One of the core tools we need to use when we try to understand public policy issues is what underlies them — what are people truly concerned about when they are concerned about a specific issue? One way of approaching such issues is to try to really decompose them into component concerns.

Let’s take an example: why are we concerned about privacy? If we decompose general privacy concerns into their subcomponent parts we might get something like the below causal structure. As we do this exercise we essentially are constructing a hypothesis that can then be refined and tested in different ways.

A simple causal tree

The reason something like this is helpful is that it serves as a reference class of concerns for any focus grouping or interviews. If you start interviewing and examining without something like this you are likely to end up with just testing a part of the causal tree, and you may not be able to weight concerns in design and product development responses.

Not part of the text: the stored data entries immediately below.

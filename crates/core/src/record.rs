//! 출력 레코드 -- 파이프라인의 외부 계약
//!
//! 매칭된 CID 하나마다 [`CidRecord`] 하나를 내보냅니다. sink는 레코드
//! 스트림을 소비하며, JSON 필드 이름은 고정입니다.

use std::fmt;
use std::path::{Path, PathBuf};

use chrono::{DateTime, SecondsFormat, Utc};
use serde::{Deserialize, Serialize};

/// 로그 라인 하나에서 추출한 CID
#[derive(Debug, Clone, PartialEq, Eq, Serialize, Deserialize)]
pub struct CidRecord {
    /// 패턴 구분자 사이의 텍스트 (예: `CID[...]`)
    pub cid: String,
    /// CID 안의 첫 번째 version-5 UUID, 없으면 빈 문자열
    #[serde(default)]
    pub uuid: String,
    /// 파일에서 라인을 읽은 시각
    #[serde(with = "rfc3339_nanos")]
    pub timestamp: DateTime<Utc>,
    /// 원본 파일의 절대 경로
    #[serde(rename = "log_file")]
    pub source_path: PathBuf,
    /// 원본 라인
    #[serde(rename = "raw_message")]
    pub raw_log_line: String,
    /// 레코드 생성 시각
    #[serde(rename = "processed_at", with = "rfc3339_nanos")]
    pub extracted_at: DateTime<Utc>,
    /// CID 안에서 version-5 RFC 4122 UUID를 하나 이상 찾았으면 true
    pub is_valid: bool,
}

impl CidRecord {
    /// 원본 파일 이름 (structured 텍스트 포맷에서 사용)
    pub fn basename(&self) -> String {
        basename(&self.source_path)
    }

    /// `[RFC3339] CID:<cid> FILE:<basename>`
    pub fn to_structured_line(&self) -> String {
        self.to_string()
    }
}

impl fmt::Display for CidRecord {
    fn fmt(&self, f: &mut fmt::Formatter<'_>) -> fmt::Result {
        write!(
            f,
            "[{}] CID:{} FILE:{}",
            self.timestamp.to_rfc3339_opts(SecondsFormat::Secs, true),
            self.cid,
            self.basename(),
        )
    }
}

fn basename(path: &Path) -> String {
    path.file_name()
        .map(|name| name.to_string_lossy().into_owned())
        .unwrap_or_else(|| path.display().to_string())
}

/// 나노초 정밀도 RFC 3339, 항상 `Z`
pub mod rfc3339_nanos {
    use chrono::{DateTime, SecondsFormat, Utc};
    use serde::{Deserialize, Deserializer, Serializer};

    pub fn serialize<S: Serializer>(ts: &DateTime<Utc>, s: S) -> Result<S::Ok, S::Error> {
        s.serialize_str(&ts.to_rfc3339_opts(SecondsFormat::Nanos, true))
    }

    pub fn deserialize<'de, D: Deserializer<'de>>(d: D) -> Result<DateTime<Utc>, D::Error> {
        let raw = String::deserialize(d)?;
        DateTime::parse_from_rfc3339(&raw)
            .map(|ts| ts.with_timezone(&Utc))
            .map_err(serde::de::Error::custom)
    }
}

#[cfg(test)]
mod tests {
    use super::*;
    use chrono::TimeZone;

    fn sample() -> CidRecord {
        let ts = Utc.with_ymd_and_hms(2024, 1, 1, 12, 0, 0).unwrap();
        CidRecord {
            cid: "550e8400-e29b-51d4-a716-446655440000".to_owned(),
            uuid: "550e8400-e29b-51d4-a716-446655440000".to_owned(),
            timestamp: ts + chrono::Duration::nanoseconds(123_456_789),
            source_path: PathBuf::from("/var/log/app/service.log"),
            raw_log_line: "INFO CID[550e8400-e29b-51d4-a716-446655440000] processing".to_owned(),
            extracted_at: ts,
            is_valid: true,
        }
    }

    #[test]
    fn json_uses_external_field_names() {
        let json = serde_json::to_value(sample()).unwrap();
        let obj = json.as_object().unwrap();
        for key in [
            "cid",
            "uuid",
            "timestamp",
            "log_file",
            "raw_message",
            "processed_at",
            "is_valid",
        ] {
            assert!(obj.contains_key(key), "missing key {key}");
        }
        assert_eq!(obj.len(), 7);
        assert_eq!(json["log_file"], "/var/log/app/service.log");
        assert_eq!(json["timestamp"], "2024-01-01T12:00:00.123456789Z");
    }

    #[test]
    fn json_reparse_is_equal() {
        let record = sample();
        let text = serde_json::to_string(&record).unwrap();
        let back: CidRecord = serde_json::from_str(&text).unwrap();
        assert_eq!(back, record);
    }

    #[test]
    fn structured_line_uses_basename() {
        let line = sample().to_structured_line();
        assert_eq!(
            line,
            "[2024-01-01T12:00:00Z] CID:550e8400-e29b-51d4-a716-446655440000 FILE:service.log"
        );
    }

    #[test]
    fn missing_uuid_defaults_to_empty() {
        let json = r#"{"cid":"x","timestamp":"2024-01-01T00:00:00Z","log_file":"/a.log",
            "raw_message":"CID[x]","processed_at":"2024-01-01T00:00:00Z","is_valid":false}"#;
        let record: CidRecord = serde_json::from_str(json).unwrap();
        assert_eq!(record.uuid, "");
        assert!(!record.is_valid);
    }
}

You may, let’s say, over-index on confidentiality and miss autonomy and attention entirely.

A few caveats: the reality is that beliefs or concerns are not as clearly structured as this — in most of use these are all related: we are worried about what people know about us because we worry about it being used to distract and manipulate us in ways that weaken our rights. That is not a reason not to examine the causal tree here — because unless we have a hypothesis about the belief structure we are addressing we are likely to end up in what we can call the “propositional fallacy” – the erroneous model in which beliefs are isolated, atomic propositions.

In this model public opinion is modeled as a set of propositions (p1…pN) that are individually unrelated, rather than a network of beliefs that are all related in different ways. Exposing trees like this is a way to start examining belief networks rather than individual propositions. And building these trees allows one to compare both quantitative and qualitative data against a hypothesis.

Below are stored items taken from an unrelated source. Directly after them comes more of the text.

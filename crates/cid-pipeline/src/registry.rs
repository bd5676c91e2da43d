//! 활성 tail reader 레지스트리 (절대 경로 기준)
//!
//! 모든 연산은 락을 O(1) 작업 동안만 잡습니다. 파일 I/O와 태스크 join은
//! 항목을 맵에서 꺼낸 뒤에 수행합니다.

use std::collections::HashMap;
use std::path::{Path, PathBuf};
use std::sync::atomic::{AtomicU64, Ordering};
use std::sync::{Arc, Mutex, MutexGuard};
use std::time::Duration;

use tokio::task::JoinHandle;
use tokio_util::sync::CancellationToken;
use tracing::warn;

use crate::collector::tail::FileId;

use cidtrack_core::metrics as m;

/// 파일별 tail 상태. 파일 핸들은 reader 태스크가 소유
#[derive(Debug)]
pub struct TailState {
    path: PathBuf,
    offset: Arc<AtomicU64>,
    file_id: Option<FileId>,
    cancel: CancellationToken,
    task: JoinHandle<()>,
}

impl TailState {
    pub fn new(
        path: PathBuf,
        offset: Arc<AtomicU64>,
        cancel: CancellationToken,
        task: JoinHandle<()>,
    ) -> Self {
        Self {
            path,
            offset,
            file_id: None,
            cancel,
            task,
        }
    }

    /// reader가 열고 있는 파일을 기록
    pub fn with_file_id(mut self, id: Option<FileId>) -> Self {
        self.file_id = id;
        self
    }

    pub fn file_id(&self) -> Option<FileId> {
        self.file_id
    }

    pub fn path(&self) -> &Path {
        &self.path
    }

    pub fn byte_offset(&self) -> u64 {
        self.offset.load(Ordering::Acquire)
    }

    /// reader가 실행 중이고 취소되지 않음
    pub fn is_live(&self) -> bool {
        !self.cancel.is_cancelled() && !self.task.is_finished()
    }

    /// reader를 취소하고 `timeout`까지 종료를 기다린 뒤, 끝나지 않으면
    /// abort합니다. 태스크가 끝나면 파일 핸들이 닫힙니다.
    pub async fn shutdown(self, timeout: Duration) {
        self.cancel.cancel();
        let abort = self.task.abort_handle();
        if tokio::time::timeout(timeout, self.task).await.is_err() {
            warn!(path = %self.path.display(), "tail reader did not exit in time, aborting");
            abort.abort();
        }
    }
}

#[derive(Debug, Default)]
pub struct TailRegistry {
    tails: Mutex<HashMap<PathBuf, TailState>>,
}

impl TailRegistry {
    pub fn new() -> Self {
        Self::default()
    }

    fn lock(&self) -> MutexGuard<'_, HashMap<PathBuf, TailState>> {
        self.tails.lock().unwrap_or_else(|e| e.into_inner())
    }

    pub fn is_live(&self, path: &Path) -> bool {
        self.lock().get(path).is_some_and(TailState::is_live)
    }

    /// 경로가 없을 때만 삽입합니다. 거부된 상태는 호출자가 취소할 수
    /// 있도록 되돌려 줍니다.
    pub fn insert(&self, state: TailState) -> Result<(), TailState> {
        let len = {
            let mut tails = self.lock();
            if tails.contains_key(&state.path) {
                return Err(state);
            }
            tails.insert(state.path.clone(), state);
            tails.len()
        };
        metrics::gauge!(m::ACTIVE_TAILS).set(len as f64);
        Ok(())
    }

    pub fn remove(&self, path: &Path) -> Option<TailState> {
        let (state, len) = {
            let mut tails = self.lock();
            (tails.remove(path), tails.len())
        };
        metrics::gauge!(m::ACTIVE_TAILS).set(len as f64);
        state
    }

    /// 레지스트리의 모든 항목을 꺼냄
    pub fn drain(&self) -> Vec<TailState> {
        let states: Vec<_> = self.lock().drain().map(|(_, s)| s).collect();
        metrics::gauge!(m::ACTIVE_TAILS).set(0.0);
        states
    }

    pub fn len(&self) -> usize {
        self.lock().len()
    }

    pub fn is_empty(&self) -> bool {
        self.lock().is_empty()
    }

    /// tail 중인 경로 (정렬됨)
    pub fn paths(&self) -> Vec<PathBuf> {
        let mut paths: Vec<_> = self.lock().keys().cloned().collect();
        paths.sort();
        paths
    }

    pub fn offset(&self, path: &Path) -> Option<u64> {
        self.lock().get(path).map(TailState::byte_offset)
    }

    /// `path`에서 읽고 있는 파일의 식별자
    pub fn file_id(&self, path: &Path) -> Option<FileId> {
        self.lock().get(path).and_then(TailState::file_id)
    }
}
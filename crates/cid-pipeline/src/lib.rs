//! cidtrack 파이프라인 -- 디렉토리 트리 아래의 모든 로그 파일을 tail하며
//! correlation ID를 추출합니다.
//!
//! # 모듈 구성
//! - [`collector`]: 재귀 디렉토리 watcher와 파일별 tail reader
//! - [`extractor`]: 패턴 기반 CID recognizer
//! - [`uuid`]: UUID 버전/variant 분류기
//! - [`processor`]: LogLine -> CidRecord 변환
//! - [`registry`]: 활성 tail 관리
//! - [`stats`]: 카운터와 주기적 리포터
//! - [`pipeline`]: 전체 오케스트레이션, core의 `Pipeline` trait 구현

pub mod collector;
pub mod config;
pub mod error;
pub mod extractor;
pub mod pipeline;
pub mod processor;
pub mod registry;
pub mod stats;
pub mod uuid;

pub use collector::LogLine;
pub use config::{PipelineConfig, PipelineConfigBuilder};
pub use error::TrackerError;
pub use extractor::{CidExtractor, CidMatch, UuidMatch};
pub use pipeline::{CidPipeline, CidPipelineBuilder};
pub use processor::LineProcessor;
pub use stats::{StatsSnapshot, TrackerStats};
pub use uuid::{UuidClassifier, UuidVariant, ValidationResult};
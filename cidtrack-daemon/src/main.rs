use std::process::ExitCode;

use clap::Parser;

use cidtrack_daemon::cli::Cli;
use cidtrack_daemon::logging::init_tracing;
use cidtrack_daemon::orchestrator::{EXIT_STARTUP, Orchestrator, spawn_signal_handler};
use cidtrack_daemon::settings::Settings;

#[tokio::main]
async fn main() -> ExitCode {
    let cli = Cli::parse();

    let settings = match Settings::load(&cli).await {
        Ok(settings) => settings,
        Err(e) => {
            eprintln!("cidtrack: {:#}", e);
            return ExitCode::from(EXIT_STARTUP);
        }
    };

    if let Err(e) = init_tracing(&settings.log_level, settings.log_format) {
        eprintln!("cidtrack: {:#}", e);
        return ExitCode::from(EXIT_STARTUP);
    }
    cidtrack_core::metrics::describe_all();

    if cli.validate {
        tracing::info!(sources = settings.pipelines.len(), "configuration is valid");
        return ExitCode::SUCCESS;
    }

    let orchestrator = match Orchestrator::build(settings) {
        Ok(orchestrator) => orchestrator,
        Err(e) => {
            tracing::error!(error = %e, "startup failed");
            return ExitCode::from(EXIT_STARTUP);
        }
    };

    let signals = spawn_signal_handler(orchestrator.cancellation_token());

    let code = match orchestrator.run(tokio::io::stdout()).await {
        Ok(summary) => summary.exit_code(),
        Err(e) => {
            tracing::error!(error = %e, "startup failed");
            EXIT_STARTUP
        }
    };

    signals.abort();
    ExitCode::from(code)
}
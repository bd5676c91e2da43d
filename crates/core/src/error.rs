//! 에러 타입 -- 프로세스 전체 에러 분류
//!
//! 크레이트 로컬 에러(`cidtrack_pipeline::error::TrackerError` 등)는 [`CidTrackError`]로
//! 변환되어 바이너리에서 `?`로 그대로 전파할 수 있습니다.

/// cidtrack 최상위 에러 타입
#[derive(Debug, thiserror::Error)]
pub enum CidTrackError {
    /// 설정 관련 에러 (시작 시 치명적)
    #[error("config error: {0}")]
    Config(#[from] ConfigError),

    /// 파이프라인 생명주기 또는 실행 중 에러
    #[error("pipeline error: {0}")]
    Pipeline(#[from] PipelineError),

    /// I/O 에러
    #[error("io error: {0}")]
    Io(#[from] std::io::Error),
}

impl CidTrackError {
    /// 파이프라인이 실행된 뒤에 발생한 에러이면 true
    /// (시작 실패와 구분)
    pub fn is_runtime_fatal(&self) -> bool {
        matches!(self, Self::Pipeline(PipelineError::WatcherFatal(_)))
    }
}

/// 설정 관련 에러
#[derive(Debug, thiserror::Error)]
pub enum ConfigError {
    /// 설정 파일을 찾을 수 없음
    #[error("config file not found: {path}")]
    FileNotFound { path: String },

    /// 설정 파싱 실패
    #[error("failed to parse config: {reason}")]
    ParseFailed { reason: String },

    /// 허용되지 않는 필드 값
    #[error("invalid config value for '{field}': {reason}")]
    InvalidValue { field: String, reason: String },

    /// CID 패턴 컴파일 실패 또는 존재하지 않는 캡처 그룹 참조
    #[error("invalid regex pattern '{name}': {reason}")]
    InvalidPattern { name: String, reason: String },

    /// 감시 디렉토리가 없거나 디렉토리가 아님
    #[error("log directory does not exist: {path}")]
    DirectoryMissing { path: String },
}

/// 파이프라인 에러
#[derive(Debug, thiserror::Error)]
pub enum PipelineError {
    /// `start`를 두 번 호출함
    #[error("pipeline already running")]
    AlreadyRunning,

    /// 실행 중이 아닌 파이프라인에 `stop` 호출
    #[error("pipeline not running")]
    NotRunning,

    /// 채널 상대편이 닫힘
    #[error("channel closed: {0}")]
    ChannelClosed(String),

    /// 시작 실패 (watcher 연결 실패 등)
    #[error("pipeline init failed: {0}")]
    InitFailed(String),

    /// watcher 장애가 지속됨, 프로세스를 종료해야 함
    #[error("watcher failed permanently: {0}")]
    WatcherFatal(String),
}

A tree like this is easy to design in a group exercise, but best prepared by everyone making their own tree without group think before the workshop. The workshop is then additive – everyone’s trees are added and built out with new ideas into as rich a causal structure as possible. That structure should then be translated into questions.

The patterns of public opinion are complex.

2 thoughts on “Examining patterns of public opinion (Craft I)”

  1. Thanks Nicklas, good and valuable approach. I think it is also important to keep the tree ”open”, i.e. to let your inquiry keep developing the taxonomy. Some classes may prove less important once you test them on empirical data. New ones may crop up as you go along. I would, for instance, suggest one other class of attention concerns: that societal attention and effort becomes misdirected into non-productive and wasteful uses.

    1. I agree — these are evolving classes and they are related in different ways — the tree is most helpful to avoid single cause analysis, where a formulaic explanation of a complex phenomenon replaces more nuanced understanding.